//! Clause entities.
//!
//! These are immutable value objects built once per request, either by the
//! filter language parser or by server code, and consumed by the linker.

use std::fmt;
use std::marker::PhantomData;

use crate::value::{Scalar, Value};

/// A table identifier.
///
/// Rendered verbatim. Table names must come from server-declared schema.
#[derive(Debug, Clone, PartialEq, Eq)]
pub struct Table {
    name: String,
}

impl Table {
    /// Creates a table identifier.
    pub fn new(name: impl Into<String>) -> Self {
        Self { name: name.into() }
    }

    /// Returns the table name.
    #[must_use]
    pub fn name(&self) -> &str {
        &self.name
    }
}

/// A column reference, optionally carrying a value.
///
/// Projections (SELECT) have no value, write payloads (INSERT/UPDATE) do.
#[derive(Debug, Clone, PartialEq)]
pub struct Field {
    name: String,
    value: Option<Scalar>,
}

impl Field {
    /// Creates a projection field.
    pub fn new(name: impl Into<String>) -> Self {
        Self {
            name: name.into(),
            value: None,
        }
    }

    /// Creates a payload field.
    pub fn with_value(name: impl Into<String>, value: Scalar) -> Self {
        Self {
            name: name.into(),
            value: Some(value),
        }
    }

    /// Returns the column name (or projection expression).
    #[must_use]
    pub fn name(&self) -> &str {
        &self.name
    }

    /// Returns the payload value.
    #[must_use]
    pub const fn value(&self) -> Option<&Scalar> {
        self.value.as_ref()
    }
}

/// How a predicate joins the chain built before it.
#[derive(Debug, Clone, Copy, PartialEq, Eq, Default)]
pub enum Separator {
    /// AND (default)
    #[default]
    And,
    /// OR
    Or,
}

impl Separator {
    /// Returns the SQL keyword.
    #[must_use]
    pub const fn as_str(self) -> &'static str {
        match self {
            Self::And => "AND",
            Self::Or => "OR",
        }
    }
}

impl fmt::Display for Separator {
    fn fmt(&self, f: &mut fmt::Formatter<'_>) -> fmt::Result {
        f.write_str(self.as_str())
    }
}

/// The operation a predicate performs on its field.
#[derive(Debug, Clone, Copy, PartialEq, Eq, Default)]
pub enum Instruction {
    /// Implicit equality (`=`, or `<>` when negative).
    #[default]
    Equal,
    /// `BETWEEN low AND high`
    Between,
    /// `IN (...)`
    In,
    /// `LIKE pattern`
    Like,
    /// `IS NULL`
    IsNull,
    /// `<`
    Less,
    /// `<=`
    LessOrEqual,
    /// `>`
    Greater,
    /// `>=`
    GreaterOrEqual,
    /// Produced by the `group` directive on HAVING records.
    Group,
}

impl Instruction {
    /// Resolves a predicate instruction from its directive name.
    ///
    /// Case-insensitive. `group`, `sort`, `limit` and `offset` are not
    /// predicates and resolve to `None`.
    #[must_use]
    pub fn from_name(name: &str) -> Option<Self> {
        match name.to_lowercase().as_str() {
            "" => Some(Self::Equal),
            "between" => Some(Self::Between),
            "in" => Some(Self::In),
            "like" => Some(Self::Like),
            "is_null" => Some(Self::IsNull),
            "cmp_l" | "<" => Some(Self::Less),
            "cmp_le" | "<=" => Some(Self::LessOrEqual),
            "cmp_b" | ">" => Some(Self::Greater),
            "cmp_be" | ">=" => Some(Self::GreaterOrEqual),
            _ => None,
        }
    }

    /// Returns the normalized instruction name.
    #[must_use]
    pub const fn as_str(self) -> &'static str {
        match self {
            Self::Equal => "",
            Self::Between => "between",
            Self::In => "in",
            Self::Like => "like",
            Self::IsNull => "is_null",
            Self::Less => "<",
            Self::LessOrEqual => "<=",
            Self::Greater => ">",
            Self::GreaterOrEqual => ">=",
            Self::Group => "group",
        }
    }
}

impl fmt::Display for Instruction {
    fn fmt(&self, f: &mut fmt::Formatter<'_>) -> fmt::Result {
        f.write_str(self.as_str())
    }
}

/// Names the clause a [`Condition`] belongs to.
pub trait ClauseKind {
    /// The SQL keyword introducing the clause.
    const KEYWORD: &'static str;
}

/// Marker: WHERE clause.
#[derive(Debug, Clone, Copy, PartialEq, Eq)]
pub struct WhereClause;

/// Marker: HAVING clause.
#[derive(Debug, Clone, Copy, PartialEq, Eq)]
pub struct HavingClause;

impl ClauseKind for WhereClause {
    const KEYWORD: &'static str = "WHERE";
}

impl ClauseKind for HavingClause {
    const KEYWORD: &'static str = "HAVING";
}

/// A single filter predicate.
///
/// WHERE and HAVING records share this shape and differ only by the marker.
#[derive(Debug, Clone, PartialEq)]
pub struct Condition<K> {
    instruction: Instruction,
    field: String,
    separator: Separator,
    value: Value,
    negative: bool,
    _clause: PhantomData<K>,
}

/// A WHERE predicate.
pub type Where = Condition<WhereClause>;

/// A HAVING predicate.
pub type Having = Condition<HavingClause>;

impl<K> Condition<K> {
    /// Creates an equality predicate joined with AND.
    pub fn new(field: impl Into<String>, value: impl Into<Value>) -> Self {
        Self {
            instruction: Instruction::Equal,
            field: field.into(),
            separator: Separator::And,
            value: value.into(),
            negative: false,
            _clause: PhantomData,
        }
    }

    /// Creates an `IN` predicate.
    pub fn in_list(field: impl Into<String>, values: Vec<Scalar>) -> Self {
        Self::new(field, Value::List(values)).instruction(Instruction::In)
    }

    /// Sets the instruction.
    #[must_use]
    pub const fn instruction(mut self, instruction: Instruction) -> Self {
        self.instruction = instruction;
        self
    }

    /// Sets the separator.
    #[must_use]
    pub const fn separator(mut self, separator: Separator) -> Self {
        self.separator = separator;
        self
    }

    /// Sets the negative flag.
    #[must_use]
    pub const fn negative(mut self, negative: bool) -> Self {
        self.negative = negative;
        self
    }

    /// Returns a copy carrying another value.
    #[must_use]
    pub fn with_value(&self, value: Value) -> Self {
        Self {
            instruction: self.instruction,
            field: self.field.clone(),
            separator: self.separator,
            value,
            negative: self.negative,
            _clause: PhantomData,
        }
    }

    /// Re-tags this predicate for another clause.
    #[must_use]
    pub fn into_clause<L>(self) -> Condition<L> {
        Condition {
            instruction: self.instruction,
            field: self.field,
            separator: self.separator,
            value: self.value,
            negative: self.negative,
            _clause: PhantomData,
        }
    }

    /// Returns the instruction.
    #[must_use]
    pub const fn get_instruction(&self) -> Instruction {
        self.instruction
    }

    /// Returns the field name.
    #[must_use]
    pub fn field(&self) -> &str {
        &self.field
    }

    /// Returns the separator.
    #[must_use]
    pub const fn get_separator(&self) -> Separator {
        self.separator
    }

    /// Returns the value.
    #[must_use]
    pub const fn value(&self) -> &Value {
        &self.value
    }

    /// Returns whether the predicate is negated.
    #[must_use]
    pub const fn is_negative(&self) -> bool {
        self.negative
    }
}

/// A GROUP BY column.
#[derive(Debug, Clone, PartialEq, Eq)]
pub struct GroupBy {
    field: String,
}

impl GroupBy {
    /// Creates a GROUP BY entry.
    pub fn new(field: impl Into<String>) -> Self {
        Self {
            field: field.into(),
        }
    }

    /// Returns the column name.
    #[must_use]
    pub fn field(&self) -> &str {
        &self.field
    }
}

/// Sort direction.
#[derive(Debug, Clone, Copy, PartialEq, Eq, Default)]
pub enum SortOrder {
    /// Ascending order (ASC)
    #[default]
    Asc,
    /// Descending order (DESC)
    Desc,
}

impl SortOrder {
    /// Parses `ASC` or `DESC` exactly; anything else is ascending.
    #[must_use]
    pub fn parse(value: &str) -> Self {
        match value {
            "DESC" => Self::Desc,
            _ => Self::Asc,
        }
    }

    /// Returns the SQL keyword.
    #[must_use]
    pub const fn as_str(self) -> &'static str {
        match self {
            Self::Asc => "ASC",
            Self::Desc => "DESC",
        }
    }
}

/// An ORDER BY entry.
#[derive(Debug, Clone, PartialEq, Eq)]
pub struct OrderBy {
    field: String,
    sort: SortOrder,
}

impl OrderBy {
    /// Creates an ORDER BY entry.
    pub fn new(field: impl Into<String>, sort: SortOrder) -> Self {
        Self {
            field: field.into(),
            sort,
        }
    }

    /// Returns the column name.
    #[must_use]
    pub fn field(&self) -> &str {
        &self.field
    }

    /// Returns the direction.
    #[must_use]
    pub const fn sort(&self) -> SortOrder {
        self.sort
    }
}

/// A LIMIT clause.
#[derive(Debug, Clone, Copy, PartialEq, Eq)]
pub struct Limit {
    count: u64,
}

impl Limit {
    /// Creates a LIMIT clause.
    #[must_use]
    pub const fn new(count: u64) -> Self {
        Self { count }
    }

    /// Returns the row count.
    #[must_use]
    pub const fn count(self) -> u64 {
        self.count
    }
}

/// An OFFSET clause.
#[derive(Debug, Clone, Copy, PartialEq, Eq)]
pub struct Offset {
    rows: u64,
}

impl Offset {
    /// Creates an OFFSET clause.
    #[must_use]
    pub const fn new(rows: u64) -> Self {
        Self { rows }
    }

    /// Returns the number of skipped rows.
    #[must_use]
    pub const fn rows(self) -> u64 {
        self.rows
    }
}

/// Everything the filter language can express for one query.
#[derive(Debug, Clone, Default, PartialEq)]
pub struct ClauseSet {
    /// WHERE predicates, in application order.
    pub where_clause: Vec<Where>,
    /// GROUP BY columns.
    pub group_by: Vec<GroupBy>,
    /// HAVING predicates, in application order.
    pub having: Vec<Having>,
    /// ORDER BY entries.
    pub order_by: Vec<OrderBy>,
    /// LIMIT clause.
    pub limit: Option<Limit>,
    /// OFFSET clause.
    pub offset: Option<Offset>,
}

impl ClauseSet {
    /// Creates an empty clause set.
    #[must_use]
    pub fn new() -> Self {
        Self::default()
    }

    /// Creates a clause set holding only WHERE predicates.
    #[must_use]
    pub fn filtered(where_clause: Vec<Where>) -> Self {
        Self {
            where_clause,
            ..Self::default()
        }
    }

    /// Sets the LIMIT clause.
    #[must_use]
    pub const fn limit(mut self, count: u64) -> Self {
        self.limit = Some(Limit::new(count));
        self
    }

    /// Sets the OFFSET clause.
    #[must_use]
    pub const fn offset(mut self, rows: u64) -> Self {
        self.offset = Some(Offset::new(rows));
        self
    }
}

▶ **Task details**
Verbatim output is expected for the lines from the start of the data to the line in which "pub struct Table" appears, both included.

▶ **Answer box**
//! Clause entities.
//!
//! These are immutable value objects built once per request, either by the
//! filter language parser or by server code, and consumed by the linker.

use std::fmt;
use std::marker::PhantomData;

use crate::value::{Scalar, Value};

/// A table identifier.
///
/// Rendered verbatim. Table names must come from server-declared schema.
#[derive(Debug, Clone, PartialEq, Eq)]
pub struct Table {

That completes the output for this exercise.